During a visit to Toronto, Rendell was critical of the Blue Jays' pitching staff, particularly Stottlemyre. "I could envision them [the Phillies] getting swept by a combination of the White Sox's pitching and the Blue Jays' hitting," said Rendell.
"But not this pitching staff. If Frank Thomas could hit a ball 430 feet off Stottlemyre, I could hit one 270. I'd like to bat against him."
When he was initially asked about the mayor's remarks, Stottlemyre was diplomatic. "Well, Philly is a beautiful place," he said.
As the questioning persisted, however, Stottlemyre began to play along. He was asked how he would pitch to Rendell.
"I'd like to hit against him," was Stottlemyre's initial response. "I guess I'd throw the first three behind his head and then paint the outside corner."
When the subject was broached a second time, Stottlemyre had a curt reply. "I'll tell you what," he said. "When this thing [the World Series] is over, I'll go into my pocket for a ticket and fly to Philly.
"Tell the mayor to put on a uniform and we'll see what happens."
Last night marked the first time in 25 years that a World Series game started after a rain delay. Game 4 at Detroit, Oct. 6, 1968 was delayed for 35 minutes.
One pitcher, three teams
Danny Jackson last night became the third pitcher to start a World Series game for three teams. The left-hander started for the Kansas City Royals in 1985 and the Cincinnati Reds in 1990 before starting last night's game for the Phillies.
Jack Morris (1984 Detroit Tigers, 1991 Minnesota Twins, 1992 Blue Jays) and Joe Bush (1913 Philadelphia Athletics, 1918 Boston Red Sox and 1922 Yankees) are the other pitchers who have started for three teams. The Blue Jays' Dave Stewart has appeared in the World Series with three teams, but was a reliever for the Los Angeles Dodgers in 1981.
Pitching to pitchers
Pitcher Tommy Greene has shown he can swing the bat, which should give the Phillies an advantage in Game 4, but he doesn't think it would be wise for anyone on the Phillies pitching staff to take the inexperienced Blue Jays pitchers lightly at the plate.
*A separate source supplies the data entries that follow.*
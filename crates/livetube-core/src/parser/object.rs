//! Brace-matching object parser
//!
//! Watch pages embed large JavaScript object literals (`ytInitialData = {...}`)
//! in inline scripts. Rather than regex-capturing the whole object (fragile for
//! nested braces), this module scans from a known start offset, tracking
//! bracket/brace/quote context to find the exact end of the literal, then
//! parses the enclosed substring as JSON. A relaxed second pass tolerates the
//! single-quoted strings and trailing commas the page sometimes emits.

use regex::Regex;
use serde_json::Value;

use crate::error::{LivetubeError, Result};

/// Parses the object literal starting at `start`
///
/// # Arguments
/// * `text` - Raw script or page text
/// * `start` - Byte offset of the opening `{`
///
/// # Returns
/// The parsed value
///
/// # Errors
/// Returns `ParseError` when `text[start]` is not `{`, the literal is
/// unterminated, or both the strict and relaxed parses fail
pub fn parse_object_at(text: &str, start: usize) -> Result<Value> {
    if text.as_bytes().get(start) != Some(&b'{') {
        return Err(LivetubeError::ParseError(
            "object start offset does not point at '{'".to_string(),
        ));
    }

    let end = object_end(text.as_bytes(), start)?;
    let raw = &text[start..end];

    match serde_json::from_str(raw) {
        Ok(value) => Ok(value),
        Err(_) => parse_relaxed(raw),
    }
}

/// Parses the first object literal following a regex anchor
///
/// Tries every anchor occurrence in document order; the object is expected to
/// begin right after the matched text.
///
/// # Errors
/// Returns `RegexMatchError` when the anchor never matches, `ParseError` when
/// no occurrence is followed by a parseable object
pub fn parse_object_after(text: &str, anchor: &Regex) -> Result<Value> {
    let mut matched = false;
    for m in anchor.find_iter(text) {
        matched = true;
        if let Ok(value) = parse_object_at(text, m.end()) {
            return Ok(value);
        }
    }

    if matched {
        Err(LivetubeError::ParseError(format!(
            "no parseable object after anchor {}",
            anchor.as_str()
        )))
    } else {
        Err(LivetubeError::regex_match("parse_object_after", anchor.as_str()))
    }
}

/// Finds the byte offset one past the closing `}` of the literal at `start`
///
/// Maintains a stack of open contexts. Inside a double-quoted string, `\`
/// consumes the following byte without re-entering escape processing. Multibyte
/// characters are skipped byte-wise: no UTF-8 continuation byte can collide
/// with the ASCII structural characters tested here.
fn object_end(bytes: &[u8], start: usize) -> Result<usize> {
    let mut stack: Vec<u8> = vec![b'{'];
    let mut i = start + 1;

    while let Some(&context) = stack.last() {
        let Some(&current) = bytes.get(i) else {
            return Err(LivetubeError::ParseError(
                "unterminated object literal".to_string(),
            ));
        };

        let closer = match context {
            b'{' => b'}',
            b'[' => b']',
            _ => b'"',
        };

        if current == closer {
            stack.pop();
            i += 1;
            continue;
        }

        if context == b'"' {
            if current == b'\\' {
                i += 2;
                continue;
            }
        } else if matches!(current, b'{' | b'[' | b'"') {
            stack.push(current);
        }

        i += 1;
    }

    Ok(i)
}

/// Relaxed parse: rewrite single-quoted strings and trailing commas into
/// strict JSON, then parse again
fn parse_relaxed(raw: &str) -> Result<Value> {
    let normalized = normalize_relaxed(raw);
    serde_json::from_str(&normalized)
        .map_err(|e| LivetubeError::ParseError(format!("could not parse object: {e}")))
}

fn normalize_relaxed(raw: &str) -> String {
    #[derive(PartialEq)]
    enum State {
        Plain,
        Double,
        Single,
    }

    let mut out = String::with_capacity(raw.len());
    let mut state = State::Plain;
    let mut chars = raw.chars();

    while let Some(c) = chars.next() {
        match state {
            State::Plain => match c {
                '"' => {
                    state = State::Double;
                    out.push(c);
                }
                '\'' => {
                    state = State::Single;
                    out.push('"');
                }
                ',' => {
                    // Drop the comma when the next non-whitespace closes a
                    // container (trailing-comma form)
                    let mut ahead = chars.clone();
                    let next = loop {
                        match ahead.next() {
                            Some(w) if w.is_whitespace() => continue,
                            other => break other,
                        }
                    };
                    if !matches!(next, Some('}') | Some(']')) {
                        out.push(c);
                    }
                }
                _ => out.push(c),
            },
            State::Double => {
                out.push(c);
                if c == '\\' {
                    if let Some(escaped) = chars.next() {
                        out.push(escaped);
                    }
                } else if c == '"' {
                    state = State::Plain;
                }
            }
            State::Single => {
                if c == '\\' {
                    match chars.next() {
                        // \' has no meaning in JSON strings
                        Some('\'') => out.push('\''),
                        Some(escaped) => {
                            out.push('\\');
                            out.push(escaped);
                        }
                        None => out.push('\\'),
                    }
                } else if c == '\'' {
                    out.push('"');
                    state = State::Plain;
                } else if c == '"' {
                    out.push_str("\\\"");
                } else {
                    out.push(c);
                }
            }
        }
    }

    out
}

#[cfg(test)]
mod tests {
    use super::*;
    use proptest::prelude::*;
    use serde_json::json;

    #[test]
    fn test_parse_simple_object() {
        let text = r#"var data = {"a": 1};"#;
        let start = text.find('{').unwrap();
        let value = parse_object_at(text, start).unwrap();
        assert_eq!(value, json!({"a": 1}));
    }

    #[test]
    fn test_parse_recovers_exact_object_with_trailing_text() {
        let text = r#"prefix {"a": {"b": [1,2,3]}} suffix {"other": true}"#;
        let start = text.find('{').unwrap();
        let value = parse_object_at(text, start).unwrap();
        assert_eq!(value, json!({"a": {"b": [1, 2, 3]}}));
    }

    #[test]
    fn test_parse_nested_braces_in_strings() {
        let text = r#"{"text": "closing } inside", "next": 1} tail"#;
        let value = parse_object_at(text, 0).unwrap();
        assert_eq!(value["next"], 1);
        assert_eq!(value["text"], "closing } inside");
    }

    #[test]
    fn test_parse_escaped_quote_in_string() {
        let text = r#"{"text": "an \" escaped quote", "n": 2};"#;
        let value = parse_object_at(text, 0).unwrap();
        assert_eq!(value["n"], 2);
    }

    #[test]
    fn test_wrong_start_offset() {
        let text = r#"abc {"a": 1}"#;
        assert!(matches!(
            parse_object_at(text, 0),
            Err(LivetubeError::ParseError(_))
        ));
    }

    #[test]
    fn test_unterminated_object() {
        let text = r#"{"a": {"b": 1}"#;
        assert!(matches!(
            parse_object_at(text, 0),
            Err(LivetubeError::ParseError(_))
        ));
    }

    #[test]
    fn test_relaxed_single_quotes() {
        let text = r#"{'key': 'value', "mixed": 'x'}"#;
        let value = parse_object_at(text, 0).unwrap();
        assert_eq!(value, json!({"key": "value", "mixed": "x"}));
    }

    #[test]
    fn test_relaxed_trailing_comma() {
        let text = r#"{"a": [1, 2,], "b": {"c": 3,},}"#;
        let value = parse_object_at(text, 0).unwrap();
        assert_eq!(value, json!({"a": [1, 2], "b": {"c": 3}}));
    }

    #[test]
    fn test_relaxed_comma_inside_string_untouched() {
        let text = r#"{"a": "1,2,]", "b": 2}"#;
        let value = parse_object_at(text, 0).unwrap();
        assert_eq!(value["a"], "1,2,]");
    }

    #[test]
    fn test_parse_object_after_anchor() {
        let text = r#"window["ytInitialData"] = {"contents": {"ok": true}};"#;
        let anchor = Regex::new(r#"window\[['"]ytInitialData['"]]\s*=\s*"#).unwrap();
        let value = parse_object_after(text, &anchor).unwrap();
        assert_eq!(value["contents"]["ok"], true);
    }

    #[test]
    fn test_parse_object_after_skips_non_object_occurrences() {
        // First occurrence is the string-key call form, second is the object
        let text = r#"ytcfg.set("KEY", 1); ytcfg.set({"INNERTUBE_API_KEY": "k"});"#;
        let anchor = Regex::new(r"ytcfg\.set\(").unwrap();
        let value = parse_object_after(text, &anchor).unwrap();
        assert_eq!(value["INNERTUBE_API_KEY"], "k");
    }

    #[test]
    fn test_parse_object_after_no_anchor() {
        let anchor = Regex::new(r"ytInitialData\s*=\s*").unwrap();
        assert!(matches!(
            parse_object_after("nothing here", &anchor),
            Err(LivetubeError::RegexMatchError { .. })
        ));
    }

    #[test]
    fn test_multibyte_content() {
        let text = r#"{"title": "直播中 🔴", "n": 1} rest"#;
        let value = parse_object_at(text, 0).unwrap();
        assert_eq!(value["title"], "直播中 🔴");
    }

    proptest! {
        // Round-trip: any JSON object embedded in surrounding text is
        // recovered exactly, with no leading or trailing characters
        #[test]
        fn prop_round_trip_embedded_object(
            n in 0i64..1000,
            s in "[a-zA-Z0-9 ]{0,12}",
            prefix in "[a-z =;]{0,10}",
            suffix in "[a-z =;{}]{0,10}",
        ) {
            let object = json!({"a": {"b": [1, 2, 3]}, "n": n, "s": s});
            let embedded = format!("{prefix}{object}{suffix}");
            let start = prefix.len();
            let value = parse_object_at(&embedded, start).unwrap();
            prop_assert_eq!(value, object);
        }
    }
}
"To me, anybody with a bat in their hands is capable of hurting you," he said. "I have seen someone 1-for-50 get a hit. To me, I don't like the DH rule. Everyone on the field should hit."
Lest anyone forget, the Blue Jays pitchers outhit the Atlanta Braves pitchers last year, going a combined 2-for-7; the Braves hurlers pitchers went hitless.
A female fan fell out of the upper-level seats at Veterans Stadium after Game 3.
The unidentified woman fell about 25 feet from the 200 level catwalk and landed between the outfield fence and seats normally used for football games, Phillies spokesman Larry Shenk said. "Nobody seems to know how or why she fell," he said.
A helicopter flew her to Hahnemann University Hospital, where a nursing supervisor said she was being evaluated soon after she arrived at 1:25 a.m.